══ Exercise inputs ══

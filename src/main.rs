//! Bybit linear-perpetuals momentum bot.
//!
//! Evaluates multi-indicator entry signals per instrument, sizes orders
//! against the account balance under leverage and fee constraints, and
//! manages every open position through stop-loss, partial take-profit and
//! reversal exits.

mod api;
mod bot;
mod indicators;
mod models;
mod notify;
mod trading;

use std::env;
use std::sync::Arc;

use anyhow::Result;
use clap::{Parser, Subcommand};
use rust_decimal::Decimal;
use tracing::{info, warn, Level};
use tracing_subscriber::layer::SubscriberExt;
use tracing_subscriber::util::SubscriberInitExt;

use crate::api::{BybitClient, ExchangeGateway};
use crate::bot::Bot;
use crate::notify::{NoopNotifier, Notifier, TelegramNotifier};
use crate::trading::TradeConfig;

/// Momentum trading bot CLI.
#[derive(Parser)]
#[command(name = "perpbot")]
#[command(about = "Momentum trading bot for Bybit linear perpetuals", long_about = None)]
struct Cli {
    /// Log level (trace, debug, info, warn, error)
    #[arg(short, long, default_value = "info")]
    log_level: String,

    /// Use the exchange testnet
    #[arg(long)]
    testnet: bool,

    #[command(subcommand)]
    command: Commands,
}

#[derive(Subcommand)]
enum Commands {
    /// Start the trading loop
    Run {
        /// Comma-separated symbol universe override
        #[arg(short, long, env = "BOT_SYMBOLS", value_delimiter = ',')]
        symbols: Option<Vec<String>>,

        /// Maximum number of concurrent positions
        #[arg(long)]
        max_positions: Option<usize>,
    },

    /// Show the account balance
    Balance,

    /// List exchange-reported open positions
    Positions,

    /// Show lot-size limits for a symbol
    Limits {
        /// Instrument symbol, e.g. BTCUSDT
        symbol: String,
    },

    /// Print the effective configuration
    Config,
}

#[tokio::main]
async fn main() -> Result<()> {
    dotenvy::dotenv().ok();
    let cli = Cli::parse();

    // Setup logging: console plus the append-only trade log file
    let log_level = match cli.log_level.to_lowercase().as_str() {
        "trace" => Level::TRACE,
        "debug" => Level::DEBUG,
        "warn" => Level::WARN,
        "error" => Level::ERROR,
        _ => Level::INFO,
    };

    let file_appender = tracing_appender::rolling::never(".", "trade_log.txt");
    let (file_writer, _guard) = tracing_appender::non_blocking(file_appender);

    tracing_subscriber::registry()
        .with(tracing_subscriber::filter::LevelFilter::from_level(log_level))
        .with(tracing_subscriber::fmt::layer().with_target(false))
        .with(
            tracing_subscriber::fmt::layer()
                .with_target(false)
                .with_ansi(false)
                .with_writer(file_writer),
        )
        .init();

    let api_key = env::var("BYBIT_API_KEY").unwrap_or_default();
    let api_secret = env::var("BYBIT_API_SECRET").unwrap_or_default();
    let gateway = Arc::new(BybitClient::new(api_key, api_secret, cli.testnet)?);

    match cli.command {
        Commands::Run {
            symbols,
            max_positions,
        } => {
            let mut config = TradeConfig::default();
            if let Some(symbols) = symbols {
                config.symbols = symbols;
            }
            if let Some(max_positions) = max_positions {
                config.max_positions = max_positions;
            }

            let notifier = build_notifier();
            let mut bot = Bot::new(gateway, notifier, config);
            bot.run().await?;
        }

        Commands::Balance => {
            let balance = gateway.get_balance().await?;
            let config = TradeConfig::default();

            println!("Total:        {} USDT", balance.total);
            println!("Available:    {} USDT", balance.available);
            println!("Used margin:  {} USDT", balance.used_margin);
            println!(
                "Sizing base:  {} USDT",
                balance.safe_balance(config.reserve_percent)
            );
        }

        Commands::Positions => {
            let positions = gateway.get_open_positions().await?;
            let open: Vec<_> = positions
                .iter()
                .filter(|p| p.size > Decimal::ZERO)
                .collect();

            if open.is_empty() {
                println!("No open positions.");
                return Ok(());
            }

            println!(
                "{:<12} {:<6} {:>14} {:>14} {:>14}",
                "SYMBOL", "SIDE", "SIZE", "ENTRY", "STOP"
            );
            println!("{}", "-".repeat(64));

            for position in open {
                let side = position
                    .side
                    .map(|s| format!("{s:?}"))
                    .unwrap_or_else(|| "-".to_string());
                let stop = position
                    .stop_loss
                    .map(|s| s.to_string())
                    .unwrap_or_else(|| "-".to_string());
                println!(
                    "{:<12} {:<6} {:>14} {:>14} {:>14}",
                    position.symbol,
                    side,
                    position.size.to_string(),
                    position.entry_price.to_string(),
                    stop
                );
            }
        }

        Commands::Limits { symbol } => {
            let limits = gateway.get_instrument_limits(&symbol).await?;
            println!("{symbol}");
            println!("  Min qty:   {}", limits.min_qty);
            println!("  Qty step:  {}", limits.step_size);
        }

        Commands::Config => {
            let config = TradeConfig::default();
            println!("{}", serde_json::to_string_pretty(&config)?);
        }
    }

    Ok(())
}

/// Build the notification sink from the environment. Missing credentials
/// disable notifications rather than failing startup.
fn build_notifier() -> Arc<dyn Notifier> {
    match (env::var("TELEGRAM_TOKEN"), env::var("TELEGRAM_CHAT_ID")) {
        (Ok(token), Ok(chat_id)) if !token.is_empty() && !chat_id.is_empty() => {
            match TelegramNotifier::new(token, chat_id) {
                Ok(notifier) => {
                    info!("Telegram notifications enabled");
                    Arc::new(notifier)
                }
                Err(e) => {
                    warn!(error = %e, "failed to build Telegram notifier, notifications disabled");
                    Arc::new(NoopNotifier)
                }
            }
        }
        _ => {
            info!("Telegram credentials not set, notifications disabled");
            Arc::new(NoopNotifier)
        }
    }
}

═══

» What this task involves
Go through the records and count every line with the word "match"; the answer is the number alone.

» Answer for this exercise
4